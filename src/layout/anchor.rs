//! Anchors: the typed connection points of a widget
//!
//! An anchor never owns its target. A connection is stored as an
//! [`AnchorRef`] on the source anchor, and the target anchor keeps the
//! reverse edge in its `dependents` set. [`WidgetTree`](super::tree::WidgetTree)
//! is the only place that mutates both sides, which keeps them symmetric.

use std::collections::HashSet;

use super::types::{AnchorRef, AnchorType, WidgetId, UNSET_GONE_MARGIN};

/// Properties of an anchor's owner that matter for connection validity
#[derive(Debug, Clone, Copy, PartialEq, Eq, Default)]
pub struct OwnerTraits {
    pub has_baseline: bool,
    pub is_guideline: bool,
}

/// One of the eight connection points of a widget
#[derive(Debug, Clone)]
pub struct Anchor {
    kind: AnchorType,
    owner: WidgetId,
    pub(crate) target: Option<AnchorRef>,
    pub(crate) margin: i32,
    pub(crate) gone_margin: i32,
    pub(crate) final_value: Option<i32>,
    pub(crate) dependents: HashSet<AnchorRef>,
}

impl Anchor {
    pub fn new(owner: WidgetId, kind: AnchorType) -> Self {
        Self {
            kind,
            owner,
            target: None,
            margin: 0,
            gone_margin: UNSET_GONE_MARGIN,
            final_value: None,
            dependents: HashSet::new(),
        }
    }

    pub fn kind(&self) -> AnchorType {
        self.kind
    }

    pub fn owner(&self) -> WidgetId {
        self.owner
    }

    /// This anchor as a reference
    pub fn reference(&self) -> AnchorRef {
        AnchorRef::new(self.owner, self.kind)
    }

    pub fn target(&self) -> Option<AnchorRef> {
        self.target
    }

    pub fn is_connected(&self) -> bool {
        self.target.is_some()
    }

    /// Margin as configured, ignoring visibility
    pub fn raw_margin(&self) -> i32 {
        self.margin
    }

    /// Margin used when the target is gone, if one was set
    pub fn gone_margin(&self) -> Option<i32> {
        (self.gone_margin != UNSET_GONE_MARGIN).then_some(self.gone_margin)
    }

    /// Anchors currently connected to this one
    pub fn dependents(&self) -> impl Iterator<Item = &AnchorRef> {
        self.dependents.iter()
    }

    pub fn has_dependents(&self) -> bool {
        !self.dependents.is_empty()
    }

    pub fn final_value(&self) -> Option<i32> {
        self.final_value
    }

    pub fn has_final_value(&self) -> bool {
        self.final_value.is_some()
    }

    pub(crate) fn set_final_value(&mut self, value: i32) {
        self.final_value = Some(value);
    }

    pub(crate) fn reset_final_value(&mut self) {
        self.final_value = None;
    }

    /// Clear target and margins, returning the previous target.
    ///
    /// The caller is responsible for removing this anchor from the old
    /// target's dependents.
    pub(crate) fn clear_target(&mut self) -> Option<AnchorRef> {
        let previous = self.target.take();
        self.margin = 0;
        self.gone_margin = UNSET_GONE_MARGIN;
        self.final_value = None;
        previous
    }
}

/// Type compatibility between a source anchor and a target anchor
pub fn is_valid_connection(
    from: AnchorType,
    from_owner: OwnerTraits,
    to: AnchorType,
    to_owner: OwnerTraits,
) -> bool {
    if from == to {
        if from == AnchorType::Baseline && (!from_owner.has_baseline || !to_owner.has_baseline) {
            return false;
        }
        return true;
    }
    match from {
        AnchorType::Center => !matches!(
            to,
            AnchorType::Baseline | AnchorType::CenterX | AnchorType::CenterY
        ),
        AnchorType::Left | AnchorType::Right => {
            let compatible = matches!(to, AnchorType::Left | AnchorType::Right);
            compatible || (to_owner.is_guideline && to == AnchorType::CenterX)
        }
        AnchorType::Top | AnchorType::Bottom => {
            let compatible = matches!(to, AnchorType::Top | AnchorType::Bottom);
            compatible || (to_owner.is_guideline && to == AnchorType::CenterY)
        }
        AnchorType::Baseline => !matches!(to, AnchorType::Left | AnchorType::Right),
        AnchorType::CenterX | AnchorType::CenterY | AnchorType::None => false,
    }
}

+ + +

* The problem *
State, as a bare number, how many lines of the material include the string "super".

* Completed task *
2